Шварц замолчал. Я не спрашивал, почему он бежал из Германии. Причин хватало, и ни одну из них нельзя было назвать интересной – они были несправедливы. Никогда не интересно быть жертвой. Он мог быть евреем или принадлежать к политической партии, враждебной нынешнему режиму. У него могли оказаться враги, ставшие влиятельными. Существовали десятки причин, по которым в Германии можно было погибнуть или оказаться в концентрационном лагере.

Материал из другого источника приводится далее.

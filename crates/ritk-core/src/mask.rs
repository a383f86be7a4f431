//! Spatial masks restricting where metrics sample.

use std::sync::Arc;
use crate::image::ImageBuffer;
use crate::spatial::Point;

/// Point containment test in physical space.
pub trait Mask<const D: usize>: Send + Sync {
    fn is_inside(&self, point: &Point<D>) -> bool;
}

impl<const D: usize, F> Mask<D> for F
where
    F: Fn(&Point<D>) -> bool + Send + Sync,
{
    fn is_inside(&self, point: &Point<D>) -> bool {
        self(point)
    }
}

/// Mask defined by the non-zero pixels of an image.
///
/// A point is inside when it maps into the buffer and the nearest pixel is
/// non-zero.
#[derive(Debug, Clone)]
pub struct ImageMask<const D: usize> {
    image: Arc<ImageBuffer<D>>,
}

impl<const D: usize> ImageMask<D> {
    pub fn new(image: Arc<ImageBuffer<D>>) -> Self {
        Self { image }
    }

    pub fn image(&self) -> &ImageBuffer<D> {
        &self.image
    }

    /// Number of non-zero pixels.
    pub fn count(&self) -> usize {
        self.image.pixels().iter().filter(|&&v| v != 0.0).count()
    }
}

impl<const D: usize> Mask<D> for ImageMask<D> {
    fn is_inside(&self, point: &Point<D>) -> bool {
        let index = self.image.physical_point_to_continuous_index(point);
        let size = self.image.size();
        let mut nearest = [0usize; D];
        for i in 0..D {
            let rounded = index[i].round();
            if !(rounded >= 0.0 && rounded <= (size[i] - 1) as f64) {
                return false;
            }
            nearest[i] = rounded as usize;
        }
        self.image.value(&nearest) != 0.0
    }
}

– Мне удалось опять попасть в Париж, – снова заговорил Шварц. – Но сны меня не оставляли. Они возвращались снова и снова. К этому времени успели развеяться все иллюзии Мюнхенского соглашения. К весне стало ясно, что война неизбежна. Запах ее стоял в воздухе, как запах пожара, который чувствуешь раньше, чем увидишь зарево. И только международная дипломатия беспомощно закрывала глаза и предавалась приятным снам – о втором или о третьем Мюнхене – о чем угодно, только не о войне. Никогда не было такой веры в чудо, как в наше время, чуждое всяким чудесам.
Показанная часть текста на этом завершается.